Baqer Muballeghzada before he was injured during a military operation in Ishtarlay Daikundi province. 
Photo: Nasim Radio via Facebook, 27 June 2019

In the last years of the Republic, the government made several attempts to either co-opt or defeat the Muballeghzadas. On 27 June 2019, a clearance operation was launched in Ishtarlay district to disarm Baqer Muballeghzada and hisbrother and their men, which resulted in four dead, six wounded and two arrests (see this report by the then governor’s office). In October 2020, an attempt was made to find a peaceful settlement, with a 19-member delegation comprising members of political parties, the provincial council, ulema council, the security agencies, women, civil society activists and judges, sent to Ishtarlay to talk with the ‘illegally armed men’ (see this Radio Nasim report quoting Daikundi governor Zia Hamdard). The negotiations did not succeed.[14] On 18 May 2021, Muballeghzada issued a statement in response to another incursion by security forces from Ishtarlay, Sang-e Takht and Khedir in which he warned that if the local government did not give up its unacceptable behaviour, he would take ‘necessary actions’ against it.

As the Taliban were poised to take over Daikundi in August 2021, Muballeghzada – like Sadaqat – is said to have collected weapons and supplies from Ishtarlay and its surrounding districts. He then helped the Taliban capture Ishtarlay on 14 August 2021. A few days later, according to local sources, he travelled to Nili and announced his support for the new Taliban governor of Daikundi.

How Daikundi’s Hazara commanders have fared under the Taliban

After their return to power, the Taliban authorities appointed four of the five commanders from Daikundi discussed in this report to local government positions: three as district governor (Dawari for Shahristan, Salehi for Miramor, and Fedayi for Ishtarlay)[15] and Muballeghzada as provincial head of the Urban Development Department. Two of the five – Dawari and Sadaqat – had already worked for the first IEA in the 1990s.

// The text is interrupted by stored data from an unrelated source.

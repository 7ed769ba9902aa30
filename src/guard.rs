use moka::future::Cache;
use std::future::Future;
use std::time::Duration;
use thiserror::Error;

#[derive(Debug, Clone, PartialEq, Eq, Error)]
#[error("operation {key} is already in progress")]
pub struct Busy {
    pub key: String,
}

/// Keyed in-flight registry: at most one running operation per key.
///
/// Keys expire after `ttl` so a handler that never finished (panic,
/// dropped connection) cannot block its key forever.
#[derive(Clone)]
pub struct OperationGuard {
    in_flight: Cache<String, ()>,
}

impl OperationGuard {
    pub fn new(ttl: Duration) -> Self {
        let in_flight = Cache::builder()
            .time_to_live(ttl)
            .max_capacity(100_000)
            .build();
        Self { in_flight }
    }

    /// Run `operation` unless another operation holds `key`.
    pub async fn run<F, T>(&self, key: impl Into<String>, operation: F) -> Result<T, Busy>
    where
        F: Future<Output = T>,
    {
        let key = key.into();
        let entry = self.in_flight.entry(key.clone()).or_insert(()).await;
        if !entry.is_fresh() {
            tracing::debug!(%key, "rejected duplicate in-flight operation");
            return Err(Busy { key });
        }

        let output = operation.await;
        self.in_flight.invalidate(&key).await;
        Ok(output)
    }

    pub async fn is_busy(&self, key: &str) -> bool {
        self.in_flight.contains_key(key)
    }
}

/// Operation keys, one per logical write.
pub mod keys {
    use uuid::Uuid;

    use crate::models::roles::Role;

    pub fn rating(creator_id: Uuid, client_id: Uuid) -> String {
        format!("rating:{creator_id}:{client_id}")
    }

    pub fn claim(project_id: Uuid, creator_id: Uuid) -> String {
        format!("claim:{project_id}:{creator_id}")
    }

    pub fn role(user_id: Uuid, role: Role) -> String {
        format!("role:{user_id}:{}", role.as_str())
    }

    pub fn portfolio(user_id: Uuid) -> String {
        format!("portfolio:{user_id}")
    }

    pub fn new_project(owner_id: Uuid) -> String {
        format!("project:new:{owner_id}")
    }
}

Sadaqat was not given any position after the takeover. Indeed, he fell out of favour with the Emirate almost immediately. He moved into the provincial capital, Nili, before the Taliban arrived. It had turned into a ghost town, he said, and he wanted to “serve as a bridge between the Taliban and the people” (see this August 2021 interview with Radio Nasim). The following day, after Emirate forces had also arrived, he was detained with several of his men after an altercation. According to most accounts, the argument began when Sadaqat and his men carried the body of a man they said had been killed by the Taliban to the governor’s office building to demand an explanation. There, they were reportedly mistreated by the guards. Sadaqat and his men returned to the temporary base he had set up in the building of the mostofiat, or finance department, where they were subsequently surrounded, disarmed and detained (see, for instance, this Radio Nasim report).[16]

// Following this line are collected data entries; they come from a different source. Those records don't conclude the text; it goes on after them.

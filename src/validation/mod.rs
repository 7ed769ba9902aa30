//! Field validators run before any write reaches storage.
//!
//! Every validator takes a flat form where each field is a raw string and
//! returns either a normalized draft or the field errors in declaration
//! order. Only [`FieldErrors::first_message`] is shown to the user.

pub mod auth;
pub mod file;
pub mod portfolio;
pub mod project;
pub mod rating;

use serde::Serialize;
use std::fmt;
use std::ops::RangeInclusive;
use std::str::FromStr;
use validator::{ValidateEmail, ValidateUrl};

pub use auth::{validate_sign_in, validate_sign_up};
pub use file::{FileDescriptor, FileRejection, check_file, partition_files};
pub use portfolio::validate_portfolio;
pub use project::validate_project;
pub use rating::{validate_claim, validate_profile, validate_rating};

/// A single failed rule on a single field.
#[derive(Debug, Clone, PartialEq, Eq, Serialize)]
pub struct FieldError {
    pub field: &'static str,
    pub message: String,
    /// The raw input that failed, for numeric fields.
    #[serde(skip_serializing_if = "Option::is_none")]
    pub value: Option<String>,
}

/// All errors found in one pass, in field-declaration order.
#[derive(Debug, Clone, Default, PartialEq, Eq, Serialize)]
#[serde(transparent)]
pub struct FieldErrors(Vec<FieldError>);

impl FieldErrors {
    pub fn is_empty(&self) -> bool {
        self.0.is_empty()
    }

    pub fn first(&self) -> Option<&FieldError> {
        self.0.first()
    }

    /// The message surfaced to the user: the first error encountered.
    pub fn first_message(&self) -> &str {
        self.first().map(|e| e.message.as_str()).unwrap_or("Invalid input")
    }

    pub fn for_field(&self, field: &str) -> Option<&FieldError> {
        self.0.iter().find(|e| e.field == field)
    }

    pub fn iter(&self) -> impl Iterator<Item = &FieldError> {
        self.0.iter()
    }

    pub(crate) fn push(&mut self, field: &'static str, message: impl Into<String>) {
        self.0.push(FieldError {
            field,
            message: message.into(),
            value: None,
        });
    }

    pub(crate) fn push_with_value(
        &mut self,
        field: &'static str,
        message: impl Into<String>,
        value: &str,
    ) {
        self.0.push(FieldError {
            field,
            message: message.into(),
            value: Some(value.to_string()),
        });
    }
}

impl fmt::Display for FieldErrors {
    fn fmt(&self, f: &mut fmt::Formatter<'_>) -> fmt::Result {
        f.write_str(self.first_message())
    }
}

impl std::error::Error for FieldErrors {}

/// Collects field errors while a form is checked top to bottom.
#[derive(Debug, Default)]
pub(crate) struct Checker {
    errors: FieldErrors,
}

impl Checker {
    pub(crate) fn new() -> Self {
        Self::default()
    }

    pub(crate) fn fail(&mut self, field: &'static str, message: impl Into<String>) {
        self.errors.push(field, message);
    }

    /// Required text with a character-length window.
    pub(crate) fn required_text(
        &mut self,
        field: &'static str,
        label: &str,
        raw: &str,
        len: RangeInclusive<usize>,
    ) -> Option<String> {
        let value = raw.trim();
        if value.is_empty() {
            self.fail(field, format!("{label} is required"));
            return None;
        }
        self.length(field, label, value, len)
    }

    /// Optional text: blank becomes `None`, anything else must fit `max`.
    pub(crate) fn optional_text(
        &mut self,
        field: &'static str,
        label: &str,
        raw: &str,
        max: usize,
    ) -> Option<String> {
        let value = raw.trim();
        if value.is_empty() {
            return None;
        }
        self.length(field, label, value, 0..=max)
    }

    fn length(
        &mut self,
        field: &'static str,
        label: &str,
        value: &str,
        len: RangeInclusive<usize>,
    ) -> Option<String> {
        let count = value.chars().count();
        if count < *len.start() {
            self.fail(
                field,
                format!("{label} must be at least {} characters", len.start()),
            );
            None
        } else if count > *len.end() {
            self.fail(
                field,
                format!("{label} must be at most {} characters", len.end()),
            );
            None
        } else {
            Some(value.to_string())
        }
    }

    /// Comma-separated list: split, trim, drop empties, then check the item
    /// count and every item's length. Oversized lists are rejected whole.
    pub(crate) fn list(
        &mut self,
        field: &'static str,
        label: &str,
        raw: &str,
        max_items: usize,
        item_len: RangeInclusive<usize>,
    ) -> Option<Vec<String>> {
        let items = split_list(raw);
        if items.len() > max_items {
            self.fail(field, format!("You can add at most {max_items} {label}"));
            return None;
        }
        if let Some(bad) = items.iter().find(|i| !item_len.contains(&i.chars().count())) {
            let message = if *item_len.start() > 1 {
                format!(
                    "Each of your {label} must be between {} and {} characters (\"{bad}\")",
                    item_len.start(),
                    item_len.end()
                )
            } else {
                format!(
                    "Each of your {label} must be at most {} characters (\"{bad}\")",
                    item_len.end()
                )
            };
            self.fail(field, message);
            return None;
        }
        Some(items)
    }

    /// Optional number parsed from a string and checked against `range`.
    /// The outer `Option` is `None` on failure; the inner one on blank input.
    pub(crate) fn number<T>(
        &mut self,
        field: &'static str,
        label: &str,
        raw: &str,
        range: RangeInclusive<T>,
    ) -> Option<Option<T>>
    where
        T: FromStr + PartialOrd + fmt::Display,
    {
        let value = raw.trim();
        if value.is_empty() {
            return Some(None);
        }
        let Ok(parsed) = value.parse::<T>() else {
            self.errors
                .push_with_value(field, format!("{label} must be a number"), raw);
            return None;
        };
        if !range.contains(&parsed) {
            self.errors.push_with_value(
                field,
                format!(
                    "{label} must be between {} and {}",
                    range.start(),
                    range.end()
                ),
                raw,
            );
            return None;
        }
        Some(Some(parsed))
    }

    /// Optional e-mail address.
    pub(crate) fn email(&mut self, field: &'static str, raw: &str) -> Option<Option<String>> {
        let value = raw.trim().to_string();
        if value.is_empty() {
            return Some(None);
        }
        if !value.validate_email() {
            self.fail(field, "Please enter a valid email address");
            return None;
        }
        Some(Some(value))
    }

    /// Optional absolute http(s) URL.
    pub(crate) fn url(&mut self, field: &'static str, label: &str, raw: &str) -> Option<Option<String>> {
        let value = raw.trim().to_string();
        if value.is_empty() {
            return Some(None);
        }
        if !is_web_url(&value) {
            self.fail(field, format!("{label} must be a valid URL"));
            return None;
        }
        Some(Some(value))
    }

    /// Parse one of a fixed set of categorical values.
    pub(crate) fn choice<T>(
        &mut self,
        field: &'static str,
        label: &str,
        raw: &str,
        parse: impl Fn(&str) -> Option<T>,
    ) -> Option<T> {
        let value = raw.trim();
        if value.is_empty() {
            self.fail(field, format!("Please select a {}", label.to_lowercase()));
            return None;
        }
        let parsed = parse(value);
        if parsed.is_none() {
            self.fail(field, format!("Please select a valid {}", label.to_lowercase()));
        }
        parsed
    }

    /// Finish the pass. `build` may only return `None` for a field that
    /// already recorded an error.
    pub(crate) fn finish<T>(self, build: impl FnOnce() -> Option<T>) -> Result<T, FieldErrors> {
        if !self.errors.is_empty() {
            return Err(self.errors);
        }
        build().ok_or(self.errors)
    }
}

/// Split a comma-separated field into trimmed, non-empty items.
pub fn split_list(raw: &str) -> Vec<String> {
    raw.split(',')
        .map(str::trim)
        .filter(|s| !s.is_empty())
        .map(str::to_string)
        .collect()
}

pub(crate) fn is_web_url(value: &str) -> bool {
    let value = value.to_string();
    value.validate_url() && (value.starts_with("https://") || value.starts_with("http://"))
}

The following day, 17 August 2021, a large group of elders from Nili and Khedir requested the new Daikundi governor, Amanullah Zubair, to release Sadaqat. Zubair told them that Sadaqat must first hand over his weapons and ammunition. However, the chief of police, Sediqullah Abed, refused to allow Sadaqat to go, saying he had, Radio Nasim reported, “taken up arms against” him the day before. Sadaqat and his men were eventually released on 18 August (see Radio Nasim reports here and here).[17]

During a press conference on 19 August, police chief Abed dismissed the incident as insignificant and a “personal issue” and said that Sadaqat himself had released his men and had acknowledged that what they had done constituted “a rebellion according to the Islamic Emirate’s principles.”[18]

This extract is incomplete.